Extracted records
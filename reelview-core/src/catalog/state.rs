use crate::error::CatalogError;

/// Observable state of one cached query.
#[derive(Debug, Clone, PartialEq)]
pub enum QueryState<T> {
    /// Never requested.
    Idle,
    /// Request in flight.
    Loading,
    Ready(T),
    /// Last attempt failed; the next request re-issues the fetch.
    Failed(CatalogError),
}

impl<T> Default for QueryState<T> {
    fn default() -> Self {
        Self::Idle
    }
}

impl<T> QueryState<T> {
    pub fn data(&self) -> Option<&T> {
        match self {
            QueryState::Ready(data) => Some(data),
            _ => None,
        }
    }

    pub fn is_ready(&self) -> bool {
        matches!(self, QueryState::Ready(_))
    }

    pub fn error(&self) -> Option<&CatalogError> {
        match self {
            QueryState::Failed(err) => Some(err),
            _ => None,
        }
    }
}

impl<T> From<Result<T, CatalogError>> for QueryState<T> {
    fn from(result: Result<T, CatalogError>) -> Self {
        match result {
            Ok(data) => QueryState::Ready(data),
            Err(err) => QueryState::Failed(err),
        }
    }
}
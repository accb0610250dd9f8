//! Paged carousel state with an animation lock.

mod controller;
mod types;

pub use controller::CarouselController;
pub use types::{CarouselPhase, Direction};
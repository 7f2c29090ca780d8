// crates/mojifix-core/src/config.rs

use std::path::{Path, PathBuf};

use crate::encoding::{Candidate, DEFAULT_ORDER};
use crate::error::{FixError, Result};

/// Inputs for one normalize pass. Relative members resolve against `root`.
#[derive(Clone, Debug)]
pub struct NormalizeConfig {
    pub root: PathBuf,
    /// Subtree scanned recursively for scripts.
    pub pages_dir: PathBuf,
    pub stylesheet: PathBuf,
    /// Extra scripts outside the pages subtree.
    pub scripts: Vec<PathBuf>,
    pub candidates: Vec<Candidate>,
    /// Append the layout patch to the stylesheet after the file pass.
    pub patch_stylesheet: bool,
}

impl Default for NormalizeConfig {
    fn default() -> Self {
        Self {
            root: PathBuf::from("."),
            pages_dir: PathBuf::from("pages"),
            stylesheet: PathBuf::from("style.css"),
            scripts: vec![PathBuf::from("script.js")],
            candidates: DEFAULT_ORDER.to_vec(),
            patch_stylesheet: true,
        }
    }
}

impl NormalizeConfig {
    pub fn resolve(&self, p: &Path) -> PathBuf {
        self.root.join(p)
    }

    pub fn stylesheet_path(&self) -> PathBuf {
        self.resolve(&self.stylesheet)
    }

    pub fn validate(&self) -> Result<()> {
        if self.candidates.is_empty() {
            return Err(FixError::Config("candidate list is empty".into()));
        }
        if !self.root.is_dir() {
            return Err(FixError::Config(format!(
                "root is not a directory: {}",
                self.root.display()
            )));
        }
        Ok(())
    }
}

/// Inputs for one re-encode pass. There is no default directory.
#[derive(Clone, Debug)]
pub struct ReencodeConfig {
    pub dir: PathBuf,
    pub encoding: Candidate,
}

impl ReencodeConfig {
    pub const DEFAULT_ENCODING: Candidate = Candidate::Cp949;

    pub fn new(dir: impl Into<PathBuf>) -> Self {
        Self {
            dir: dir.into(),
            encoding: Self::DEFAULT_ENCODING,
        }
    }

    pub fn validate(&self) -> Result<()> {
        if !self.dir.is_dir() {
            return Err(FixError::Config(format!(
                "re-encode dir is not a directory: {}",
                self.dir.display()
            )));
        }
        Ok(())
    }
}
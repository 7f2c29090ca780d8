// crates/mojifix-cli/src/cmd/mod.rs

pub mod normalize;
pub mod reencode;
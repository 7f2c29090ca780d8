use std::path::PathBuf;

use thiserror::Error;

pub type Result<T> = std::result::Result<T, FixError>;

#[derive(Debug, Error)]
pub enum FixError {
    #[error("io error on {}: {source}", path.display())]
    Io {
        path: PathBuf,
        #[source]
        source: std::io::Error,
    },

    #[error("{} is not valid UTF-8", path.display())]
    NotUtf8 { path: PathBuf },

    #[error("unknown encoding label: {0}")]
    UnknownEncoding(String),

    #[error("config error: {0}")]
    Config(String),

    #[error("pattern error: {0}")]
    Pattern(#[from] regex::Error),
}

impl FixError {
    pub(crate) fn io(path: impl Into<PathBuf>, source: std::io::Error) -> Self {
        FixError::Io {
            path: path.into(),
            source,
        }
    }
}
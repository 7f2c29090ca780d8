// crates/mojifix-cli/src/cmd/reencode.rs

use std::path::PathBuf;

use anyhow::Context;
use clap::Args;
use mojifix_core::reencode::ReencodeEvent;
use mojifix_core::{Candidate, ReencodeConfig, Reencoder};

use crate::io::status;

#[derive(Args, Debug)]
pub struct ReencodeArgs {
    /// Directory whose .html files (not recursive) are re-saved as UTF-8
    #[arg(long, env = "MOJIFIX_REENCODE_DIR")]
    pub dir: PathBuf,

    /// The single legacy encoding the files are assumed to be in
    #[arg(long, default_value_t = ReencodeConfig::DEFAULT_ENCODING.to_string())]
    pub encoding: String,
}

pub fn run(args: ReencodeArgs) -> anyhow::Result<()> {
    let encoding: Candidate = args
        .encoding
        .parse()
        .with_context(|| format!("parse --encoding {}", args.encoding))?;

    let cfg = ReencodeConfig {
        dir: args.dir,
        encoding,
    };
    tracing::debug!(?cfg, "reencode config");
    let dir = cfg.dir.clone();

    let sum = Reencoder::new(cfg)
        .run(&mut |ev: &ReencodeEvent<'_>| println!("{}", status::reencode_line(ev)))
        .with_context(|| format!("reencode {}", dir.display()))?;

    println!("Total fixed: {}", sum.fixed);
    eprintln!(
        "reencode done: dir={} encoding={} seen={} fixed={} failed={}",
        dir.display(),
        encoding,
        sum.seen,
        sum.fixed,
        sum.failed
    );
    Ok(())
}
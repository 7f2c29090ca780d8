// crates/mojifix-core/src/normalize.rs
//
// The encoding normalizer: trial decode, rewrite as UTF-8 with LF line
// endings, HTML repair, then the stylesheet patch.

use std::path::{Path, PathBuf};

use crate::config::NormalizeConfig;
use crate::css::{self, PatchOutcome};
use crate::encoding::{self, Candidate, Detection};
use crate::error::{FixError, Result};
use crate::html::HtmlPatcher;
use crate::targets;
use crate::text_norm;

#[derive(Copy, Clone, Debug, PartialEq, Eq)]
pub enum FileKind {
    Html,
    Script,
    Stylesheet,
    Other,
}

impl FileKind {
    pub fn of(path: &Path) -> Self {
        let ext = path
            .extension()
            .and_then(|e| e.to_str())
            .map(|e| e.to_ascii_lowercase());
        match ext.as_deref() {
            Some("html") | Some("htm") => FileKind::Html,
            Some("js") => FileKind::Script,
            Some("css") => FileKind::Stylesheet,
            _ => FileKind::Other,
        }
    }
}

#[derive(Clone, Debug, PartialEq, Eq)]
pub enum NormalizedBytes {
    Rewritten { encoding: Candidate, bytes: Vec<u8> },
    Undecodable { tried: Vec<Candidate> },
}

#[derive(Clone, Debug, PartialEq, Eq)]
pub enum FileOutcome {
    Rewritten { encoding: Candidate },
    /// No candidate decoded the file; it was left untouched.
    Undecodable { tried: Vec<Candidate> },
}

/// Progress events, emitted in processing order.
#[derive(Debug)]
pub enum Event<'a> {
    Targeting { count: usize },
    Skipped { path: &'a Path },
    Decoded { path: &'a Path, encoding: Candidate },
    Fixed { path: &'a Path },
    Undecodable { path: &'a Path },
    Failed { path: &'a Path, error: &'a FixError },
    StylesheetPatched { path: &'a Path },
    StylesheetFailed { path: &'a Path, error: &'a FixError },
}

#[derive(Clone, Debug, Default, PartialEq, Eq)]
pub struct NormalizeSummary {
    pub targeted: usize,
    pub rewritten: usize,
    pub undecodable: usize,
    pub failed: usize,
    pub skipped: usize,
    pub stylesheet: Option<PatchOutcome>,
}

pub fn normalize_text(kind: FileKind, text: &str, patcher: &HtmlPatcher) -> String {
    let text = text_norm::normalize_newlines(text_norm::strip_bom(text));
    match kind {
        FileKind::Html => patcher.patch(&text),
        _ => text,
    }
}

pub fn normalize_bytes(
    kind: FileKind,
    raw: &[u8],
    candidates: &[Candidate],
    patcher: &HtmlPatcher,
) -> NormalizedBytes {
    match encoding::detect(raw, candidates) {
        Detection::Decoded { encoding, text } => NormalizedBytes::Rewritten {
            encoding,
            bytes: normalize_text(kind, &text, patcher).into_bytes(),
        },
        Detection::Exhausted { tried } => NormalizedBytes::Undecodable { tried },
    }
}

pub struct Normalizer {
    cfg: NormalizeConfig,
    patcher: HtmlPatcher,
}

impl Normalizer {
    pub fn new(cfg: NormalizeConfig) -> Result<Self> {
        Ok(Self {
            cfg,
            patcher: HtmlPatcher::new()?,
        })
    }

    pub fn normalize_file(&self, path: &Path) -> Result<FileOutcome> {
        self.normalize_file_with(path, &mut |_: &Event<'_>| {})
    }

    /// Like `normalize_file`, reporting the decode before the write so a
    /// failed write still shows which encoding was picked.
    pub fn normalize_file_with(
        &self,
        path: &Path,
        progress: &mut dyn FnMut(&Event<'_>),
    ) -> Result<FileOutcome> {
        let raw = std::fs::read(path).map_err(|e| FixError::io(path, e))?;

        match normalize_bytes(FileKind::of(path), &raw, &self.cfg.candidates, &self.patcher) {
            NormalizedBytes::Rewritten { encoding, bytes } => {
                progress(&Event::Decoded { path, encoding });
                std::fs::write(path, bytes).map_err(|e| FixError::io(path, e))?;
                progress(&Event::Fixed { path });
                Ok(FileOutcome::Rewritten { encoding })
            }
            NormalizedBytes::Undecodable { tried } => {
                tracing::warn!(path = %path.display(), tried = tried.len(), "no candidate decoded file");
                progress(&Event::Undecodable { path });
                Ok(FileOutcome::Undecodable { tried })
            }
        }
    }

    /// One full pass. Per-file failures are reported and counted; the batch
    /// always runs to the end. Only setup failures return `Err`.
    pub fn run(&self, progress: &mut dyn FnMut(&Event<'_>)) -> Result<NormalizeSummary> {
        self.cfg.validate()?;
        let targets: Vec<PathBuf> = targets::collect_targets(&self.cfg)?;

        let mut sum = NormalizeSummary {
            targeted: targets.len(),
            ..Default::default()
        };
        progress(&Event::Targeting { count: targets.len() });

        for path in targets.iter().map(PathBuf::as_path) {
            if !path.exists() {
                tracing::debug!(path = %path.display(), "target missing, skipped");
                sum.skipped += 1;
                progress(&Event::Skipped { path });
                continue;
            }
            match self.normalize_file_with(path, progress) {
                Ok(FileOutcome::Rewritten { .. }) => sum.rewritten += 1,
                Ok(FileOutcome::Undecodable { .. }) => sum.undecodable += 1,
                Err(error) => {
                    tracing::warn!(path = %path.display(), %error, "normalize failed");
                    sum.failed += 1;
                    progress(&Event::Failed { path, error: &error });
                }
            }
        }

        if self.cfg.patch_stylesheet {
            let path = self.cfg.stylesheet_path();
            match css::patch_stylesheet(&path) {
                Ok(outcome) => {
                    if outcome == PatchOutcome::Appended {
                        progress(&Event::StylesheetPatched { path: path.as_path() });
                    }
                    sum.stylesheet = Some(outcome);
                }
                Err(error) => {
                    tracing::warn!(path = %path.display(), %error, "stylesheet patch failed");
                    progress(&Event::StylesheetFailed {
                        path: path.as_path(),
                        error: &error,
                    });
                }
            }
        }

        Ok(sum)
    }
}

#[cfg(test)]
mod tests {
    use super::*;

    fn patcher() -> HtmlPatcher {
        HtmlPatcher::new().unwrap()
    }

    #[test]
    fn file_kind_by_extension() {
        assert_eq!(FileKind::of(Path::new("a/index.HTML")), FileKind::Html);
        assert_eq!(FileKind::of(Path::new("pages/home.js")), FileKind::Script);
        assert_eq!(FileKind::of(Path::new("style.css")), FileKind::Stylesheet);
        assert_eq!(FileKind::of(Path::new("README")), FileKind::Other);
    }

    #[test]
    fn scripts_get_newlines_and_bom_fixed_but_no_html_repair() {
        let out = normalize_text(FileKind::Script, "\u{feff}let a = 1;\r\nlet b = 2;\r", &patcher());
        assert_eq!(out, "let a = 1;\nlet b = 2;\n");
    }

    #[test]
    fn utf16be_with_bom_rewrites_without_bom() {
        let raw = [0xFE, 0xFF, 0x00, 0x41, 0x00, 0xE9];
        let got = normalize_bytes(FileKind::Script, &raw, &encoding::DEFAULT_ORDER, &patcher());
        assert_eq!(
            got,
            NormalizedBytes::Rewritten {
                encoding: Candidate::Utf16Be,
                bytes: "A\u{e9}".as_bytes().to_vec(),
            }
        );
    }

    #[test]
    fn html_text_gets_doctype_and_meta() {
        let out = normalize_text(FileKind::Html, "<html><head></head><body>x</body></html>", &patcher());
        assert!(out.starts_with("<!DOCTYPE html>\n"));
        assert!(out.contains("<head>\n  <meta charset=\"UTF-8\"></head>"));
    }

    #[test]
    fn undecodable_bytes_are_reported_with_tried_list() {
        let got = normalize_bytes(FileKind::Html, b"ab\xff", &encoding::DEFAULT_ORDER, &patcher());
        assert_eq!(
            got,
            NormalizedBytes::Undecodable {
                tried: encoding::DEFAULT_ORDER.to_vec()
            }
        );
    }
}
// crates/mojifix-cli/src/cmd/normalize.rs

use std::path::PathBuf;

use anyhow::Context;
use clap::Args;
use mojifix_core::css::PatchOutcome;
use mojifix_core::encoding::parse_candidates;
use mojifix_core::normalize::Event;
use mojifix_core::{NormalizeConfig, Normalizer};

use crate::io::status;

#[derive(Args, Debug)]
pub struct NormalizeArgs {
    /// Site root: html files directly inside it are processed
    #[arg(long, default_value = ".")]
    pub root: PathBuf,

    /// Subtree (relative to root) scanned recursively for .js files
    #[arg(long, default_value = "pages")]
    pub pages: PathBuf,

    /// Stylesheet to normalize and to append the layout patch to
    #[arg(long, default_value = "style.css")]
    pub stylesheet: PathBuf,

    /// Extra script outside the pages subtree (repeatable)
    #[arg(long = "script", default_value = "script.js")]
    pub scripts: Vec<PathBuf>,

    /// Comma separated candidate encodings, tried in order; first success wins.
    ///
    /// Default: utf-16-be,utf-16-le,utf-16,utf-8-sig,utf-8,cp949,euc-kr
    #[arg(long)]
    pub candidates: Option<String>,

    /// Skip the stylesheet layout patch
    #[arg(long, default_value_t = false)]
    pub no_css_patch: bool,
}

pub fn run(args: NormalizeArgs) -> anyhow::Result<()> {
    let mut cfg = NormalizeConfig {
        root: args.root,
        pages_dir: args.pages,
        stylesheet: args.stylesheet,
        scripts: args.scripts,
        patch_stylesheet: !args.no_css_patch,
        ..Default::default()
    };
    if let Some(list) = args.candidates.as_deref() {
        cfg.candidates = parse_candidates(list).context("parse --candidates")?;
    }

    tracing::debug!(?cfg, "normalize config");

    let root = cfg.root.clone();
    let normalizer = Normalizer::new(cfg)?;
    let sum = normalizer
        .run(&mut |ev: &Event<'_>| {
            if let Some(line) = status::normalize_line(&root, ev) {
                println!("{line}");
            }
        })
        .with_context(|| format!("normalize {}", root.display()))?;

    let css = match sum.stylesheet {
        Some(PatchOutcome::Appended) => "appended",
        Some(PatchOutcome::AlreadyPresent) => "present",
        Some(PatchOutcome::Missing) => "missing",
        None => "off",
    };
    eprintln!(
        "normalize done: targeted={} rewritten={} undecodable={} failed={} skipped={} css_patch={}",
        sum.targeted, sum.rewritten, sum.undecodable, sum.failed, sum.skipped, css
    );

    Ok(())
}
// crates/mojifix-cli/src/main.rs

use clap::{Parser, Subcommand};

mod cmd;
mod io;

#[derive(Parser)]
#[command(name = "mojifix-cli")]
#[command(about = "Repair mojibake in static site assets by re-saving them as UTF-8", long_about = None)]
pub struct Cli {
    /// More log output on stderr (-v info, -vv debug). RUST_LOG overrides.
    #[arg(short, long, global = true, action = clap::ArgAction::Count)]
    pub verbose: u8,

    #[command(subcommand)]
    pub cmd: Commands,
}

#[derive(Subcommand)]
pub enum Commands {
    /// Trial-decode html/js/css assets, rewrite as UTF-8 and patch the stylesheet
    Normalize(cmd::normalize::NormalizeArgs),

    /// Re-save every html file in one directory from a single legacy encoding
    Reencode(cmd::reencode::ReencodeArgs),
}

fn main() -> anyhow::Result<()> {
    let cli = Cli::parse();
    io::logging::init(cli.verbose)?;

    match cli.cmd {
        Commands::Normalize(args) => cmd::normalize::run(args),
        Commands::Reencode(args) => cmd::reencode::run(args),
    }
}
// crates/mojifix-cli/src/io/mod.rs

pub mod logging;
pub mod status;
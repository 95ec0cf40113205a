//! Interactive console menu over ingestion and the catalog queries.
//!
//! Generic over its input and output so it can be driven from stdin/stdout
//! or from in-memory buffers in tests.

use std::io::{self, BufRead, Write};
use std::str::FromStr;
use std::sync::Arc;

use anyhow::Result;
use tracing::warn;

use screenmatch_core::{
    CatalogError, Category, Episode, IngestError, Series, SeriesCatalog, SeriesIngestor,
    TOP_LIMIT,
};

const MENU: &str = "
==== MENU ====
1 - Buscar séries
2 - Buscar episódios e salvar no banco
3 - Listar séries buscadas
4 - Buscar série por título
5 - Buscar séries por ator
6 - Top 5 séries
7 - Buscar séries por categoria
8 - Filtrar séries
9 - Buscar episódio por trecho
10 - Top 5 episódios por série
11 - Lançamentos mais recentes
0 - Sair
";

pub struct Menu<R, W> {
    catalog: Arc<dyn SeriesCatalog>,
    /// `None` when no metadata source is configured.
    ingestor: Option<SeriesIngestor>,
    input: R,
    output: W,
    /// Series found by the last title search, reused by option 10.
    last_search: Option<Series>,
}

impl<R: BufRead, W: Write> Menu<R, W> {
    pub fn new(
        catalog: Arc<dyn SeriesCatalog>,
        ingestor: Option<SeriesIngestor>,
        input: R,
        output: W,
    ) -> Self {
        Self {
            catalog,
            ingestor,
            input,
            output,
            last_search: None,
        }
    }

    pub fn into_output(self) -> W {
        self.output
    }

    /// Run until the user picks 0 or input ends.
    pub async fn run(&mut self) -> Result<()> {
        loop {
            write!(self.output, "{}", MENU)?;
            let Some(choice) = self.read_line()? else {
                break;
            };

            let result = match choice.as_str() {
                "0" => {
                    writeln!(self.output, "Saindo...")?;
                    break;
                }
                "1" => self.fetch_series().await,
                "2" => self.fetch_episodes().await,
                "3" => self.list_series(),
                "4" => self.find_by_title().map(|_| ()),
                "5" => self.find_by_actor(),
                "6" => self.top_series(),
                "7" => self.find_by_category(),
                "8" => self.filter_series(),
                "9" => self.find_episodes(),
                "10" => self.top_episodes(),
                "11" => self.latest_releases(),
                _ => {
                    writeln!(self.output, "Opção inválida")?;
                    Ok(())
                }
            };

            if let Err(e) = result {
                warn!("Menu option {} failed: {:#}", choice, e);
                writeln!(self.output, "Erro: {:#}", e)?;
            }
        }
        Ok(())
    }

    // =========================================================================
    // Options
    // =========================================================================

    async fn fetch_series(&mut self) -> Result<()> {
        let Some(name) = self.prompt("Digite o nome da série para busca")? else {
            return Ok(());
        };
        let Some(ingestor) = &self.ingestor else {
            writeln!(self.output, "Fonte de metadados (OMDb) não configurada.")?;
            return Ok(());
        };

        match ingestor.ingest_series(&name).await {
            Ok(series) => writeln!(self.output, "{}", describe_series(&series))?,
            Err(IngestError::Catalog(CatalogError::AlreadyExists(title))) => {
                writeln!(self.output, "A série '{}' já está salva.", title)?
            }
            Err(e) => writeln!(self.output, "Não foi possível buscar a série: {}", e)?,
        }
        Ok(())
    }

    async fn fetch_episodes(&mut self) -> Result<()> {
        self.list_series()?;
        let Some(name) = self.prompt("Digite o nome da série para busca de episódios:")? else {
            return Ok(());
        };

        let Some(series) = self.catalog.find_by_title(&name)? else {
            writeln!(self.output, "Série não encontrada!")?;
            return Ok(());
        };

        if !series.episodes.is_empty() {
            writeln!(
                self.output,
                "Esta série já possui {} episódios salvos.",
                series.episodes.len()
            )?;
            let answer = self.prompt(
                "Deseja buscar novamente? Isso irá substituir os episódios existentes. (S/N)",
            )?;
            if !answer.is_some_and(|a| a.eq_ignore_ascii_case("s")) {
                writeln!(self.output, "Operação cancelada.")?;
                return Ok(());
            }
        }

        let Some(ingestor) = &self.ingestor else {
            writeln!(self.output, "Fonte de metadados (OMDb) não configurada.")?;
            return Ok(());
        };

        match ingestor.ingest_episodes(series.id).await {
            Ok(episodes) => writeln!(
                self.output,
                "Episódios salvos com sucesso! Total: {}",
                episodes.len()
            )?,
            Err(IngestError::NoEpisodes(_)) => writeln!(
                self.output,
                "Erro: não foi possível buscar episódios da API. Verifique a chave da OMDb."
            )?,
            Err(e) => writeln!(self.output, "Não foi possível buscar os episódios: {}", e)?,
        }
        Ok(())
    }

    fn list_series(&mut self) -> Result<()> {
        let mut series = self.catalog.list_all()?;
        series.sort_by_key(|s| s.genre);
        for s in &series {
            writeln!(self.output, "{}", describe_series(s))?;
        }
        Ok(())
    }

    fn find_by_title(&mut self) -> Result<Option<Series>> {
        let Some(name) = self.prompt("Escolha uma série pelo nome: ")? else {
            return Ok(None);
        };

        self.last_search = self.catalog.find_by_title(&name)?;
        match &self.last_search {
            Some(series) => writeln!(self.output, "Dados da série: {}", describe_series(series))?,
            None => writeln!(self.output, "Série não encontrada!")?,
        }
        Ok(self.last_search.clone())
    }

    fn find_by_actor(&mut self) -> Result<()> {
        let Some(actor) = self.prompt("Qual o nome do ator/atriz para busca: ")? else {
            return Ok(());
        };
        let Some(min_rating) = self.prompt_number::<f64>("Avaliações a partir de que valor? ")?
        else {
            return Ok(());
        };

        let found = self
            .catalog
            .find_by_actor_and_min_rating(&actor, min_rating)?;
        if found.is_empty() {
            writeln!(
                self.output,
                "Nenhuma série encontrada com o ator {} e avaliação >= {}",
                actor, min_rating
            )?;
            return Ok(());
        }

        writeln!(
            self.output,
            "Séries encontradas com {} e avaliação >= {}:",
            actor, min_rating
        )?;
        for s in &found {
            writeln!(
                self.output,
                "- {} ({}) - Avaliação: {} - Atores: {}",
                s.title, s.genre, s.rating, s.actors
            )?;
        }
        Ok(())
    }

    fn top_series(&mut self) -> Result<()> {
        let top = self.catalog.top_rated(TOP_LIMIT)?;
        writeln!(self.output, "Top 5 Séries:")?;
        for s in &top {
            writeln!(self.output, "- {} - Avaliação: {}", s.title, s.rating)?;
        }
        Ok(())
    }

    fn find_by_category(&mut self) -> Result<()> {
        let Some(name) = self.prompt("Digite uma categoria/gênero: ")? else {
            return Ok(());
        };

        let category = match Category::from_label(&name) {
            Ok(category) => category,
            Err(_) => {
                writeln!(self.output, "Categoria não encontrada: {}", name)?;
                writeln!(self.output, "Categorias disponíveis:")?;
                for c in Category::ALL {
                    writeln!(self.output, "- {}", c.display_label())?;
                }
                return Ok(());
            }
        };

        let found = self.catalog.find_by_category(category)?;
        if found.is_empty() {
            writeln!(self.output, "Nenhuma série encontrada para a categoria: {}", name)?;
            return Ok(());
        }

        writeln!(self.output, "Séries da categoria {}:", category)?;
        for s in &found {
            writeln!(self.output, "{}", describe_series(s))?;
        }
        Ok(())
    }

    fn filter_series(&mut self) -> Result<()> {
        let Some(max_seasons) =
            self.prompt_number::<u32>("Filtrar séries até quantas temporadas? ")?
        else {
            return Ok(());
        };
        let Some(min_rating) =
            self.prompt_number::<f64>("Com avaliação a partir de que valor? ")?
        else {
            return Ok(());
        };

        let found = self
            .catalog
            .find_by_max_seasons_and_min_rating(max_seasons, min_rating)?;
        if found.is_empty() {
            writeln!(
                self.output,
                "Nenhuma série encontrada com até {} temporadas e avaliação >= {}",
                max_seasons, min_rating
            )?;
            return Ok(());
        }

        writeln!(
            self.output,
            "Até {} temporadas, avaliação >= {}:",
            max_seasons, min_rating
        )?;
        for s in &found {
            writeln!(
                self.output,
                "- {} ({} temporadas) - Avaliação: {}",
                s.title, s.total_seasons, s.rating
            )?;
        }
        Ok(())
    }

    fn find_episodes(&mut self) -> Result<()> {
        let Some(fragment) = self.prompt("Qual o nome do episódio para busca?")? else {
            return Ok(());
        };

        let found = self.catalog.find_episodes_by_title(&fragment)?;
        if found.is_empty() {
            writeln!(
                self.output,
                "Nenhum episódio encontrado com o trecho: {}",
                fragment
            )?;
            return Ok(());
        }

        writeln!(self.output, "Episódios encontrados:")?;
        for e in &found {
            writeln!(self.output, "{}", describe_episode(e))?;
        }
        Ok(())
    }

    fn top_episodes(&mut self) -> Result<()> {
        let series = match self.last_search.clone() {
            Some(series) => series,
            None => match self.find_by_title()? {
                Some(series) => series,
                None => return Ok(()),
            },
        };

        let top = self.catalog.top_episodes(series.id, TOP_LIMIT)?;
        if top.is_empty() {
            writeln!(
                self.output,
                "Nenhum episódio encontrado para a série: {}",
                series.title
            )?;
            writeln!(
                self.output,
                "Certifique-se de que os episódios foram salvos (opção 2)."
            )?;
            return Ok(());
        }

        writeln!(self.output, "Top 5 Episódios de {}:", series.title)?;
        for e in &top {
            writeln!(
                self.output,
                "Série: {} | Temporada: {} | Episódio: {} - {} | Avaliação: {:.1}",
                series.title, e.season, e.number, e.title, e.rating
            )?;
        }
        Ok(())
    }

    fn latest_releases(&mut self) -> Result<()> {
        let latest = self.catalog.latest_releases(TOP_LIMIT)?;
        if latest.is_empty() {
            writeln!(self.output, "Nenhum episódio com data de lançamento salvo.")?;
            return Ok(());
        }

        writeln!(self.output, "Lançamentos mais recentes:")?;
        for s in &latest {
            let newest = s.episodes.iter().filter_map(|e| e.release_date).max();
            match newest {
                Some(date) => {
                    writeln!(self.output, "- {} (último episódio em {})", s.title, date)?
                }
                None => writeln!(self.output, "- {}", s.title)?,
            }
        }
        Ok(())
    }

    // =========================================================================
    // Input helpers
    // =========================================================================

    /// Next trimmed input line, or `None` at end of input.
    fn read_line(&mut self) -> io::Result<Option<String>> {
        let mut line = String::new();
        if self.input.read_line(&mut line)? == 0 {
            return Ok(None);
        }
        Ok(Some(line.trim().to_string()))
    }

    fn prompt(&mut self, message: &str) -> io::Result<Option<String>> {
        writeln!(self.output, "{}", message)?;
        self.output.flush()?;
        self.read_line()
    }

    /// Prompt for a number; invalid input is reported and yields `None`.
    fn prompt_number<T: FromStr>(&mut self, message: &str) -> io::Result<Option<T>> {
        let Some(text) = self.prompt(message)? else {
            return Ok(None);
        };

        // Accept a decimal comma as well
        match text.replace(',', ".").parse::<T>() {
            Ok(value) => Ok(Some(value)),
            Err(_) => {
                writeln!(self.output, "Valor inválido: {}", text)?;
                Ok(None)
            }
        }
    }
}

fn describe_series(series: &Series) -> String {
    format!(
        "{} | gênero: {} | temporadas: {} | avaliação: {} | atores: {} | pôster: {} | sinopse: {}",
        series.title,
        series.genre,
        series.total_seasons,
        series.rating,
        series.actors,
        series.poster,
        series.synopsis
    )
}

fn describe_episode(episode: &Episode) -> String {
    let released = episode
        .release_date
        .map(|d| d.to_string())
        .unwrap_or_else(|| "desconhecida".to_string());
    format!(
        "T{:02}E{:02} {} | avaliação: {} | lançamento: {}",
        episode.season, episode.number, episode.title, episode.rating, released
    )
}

# BRIEF
One inclusive range is required: first line of the data through the line containing "for one normalize". Set it down exactly and output nothing else.

# TASK RESPONSE
filename reelview-core/src/catalog/state.rs
use crate::error::CatalogError;

/// Observable state of one cached query.
#[derive(Debug, Clone, PartialEq)]
pub enum QueryState<T> {
    /// Never requested.
    Idle,
    /// Request in flight.
    Loading,
    Ready(T),
    /// Last attempt failed; the next request re-issues the fetch.
    Failed(CatalogError),
}

impl<T> Default for QueryState<T> {
    fn default() -> Self {
        Self::Idle
    }
}

impl<T> QueryState<T> {
    pub fn data(&self) -> Option<&T> {
        match self {
            QueryState::Ready(data) => Some(data),
            _ => None,
        }
    }

    pub fn is_ready(&self) -> bool {
        matches!(self, QueryState::Ready(_))
    }

    pub fn error(&self) -> Option<&CatalogError> {
        match self {
            QueryState::Failed(err) => Some(err),
            _ => None,
        }
    }
}

impl<T> From<Result<T, CatalogError>> for QueryState<T> {
    fn from(result: Result<T, CatalogError>) -> Self {
        match result {
            Ok(data) => QueryState::Ready(data),
            Err(err) => QueryState::Failed(err),
        }
    }
}
repository accb0610250dd9f8
//! Paged carousel state with an animation lock.

mod controller;
mod types;

pub use controller::CarouselController;
pub use types::{CarouselPhase, Direction};
repository 7f2c29090ca780d8
// crates/mojifix-core/src/config.rs

use std::path::{Path, PathBuf};

use crate::encoding::{Candidate, DEFAULT_ORDER};
use crate::error::{FixError, Result};

/// Inputs for one normalize pass. Relative members resolve against `root`.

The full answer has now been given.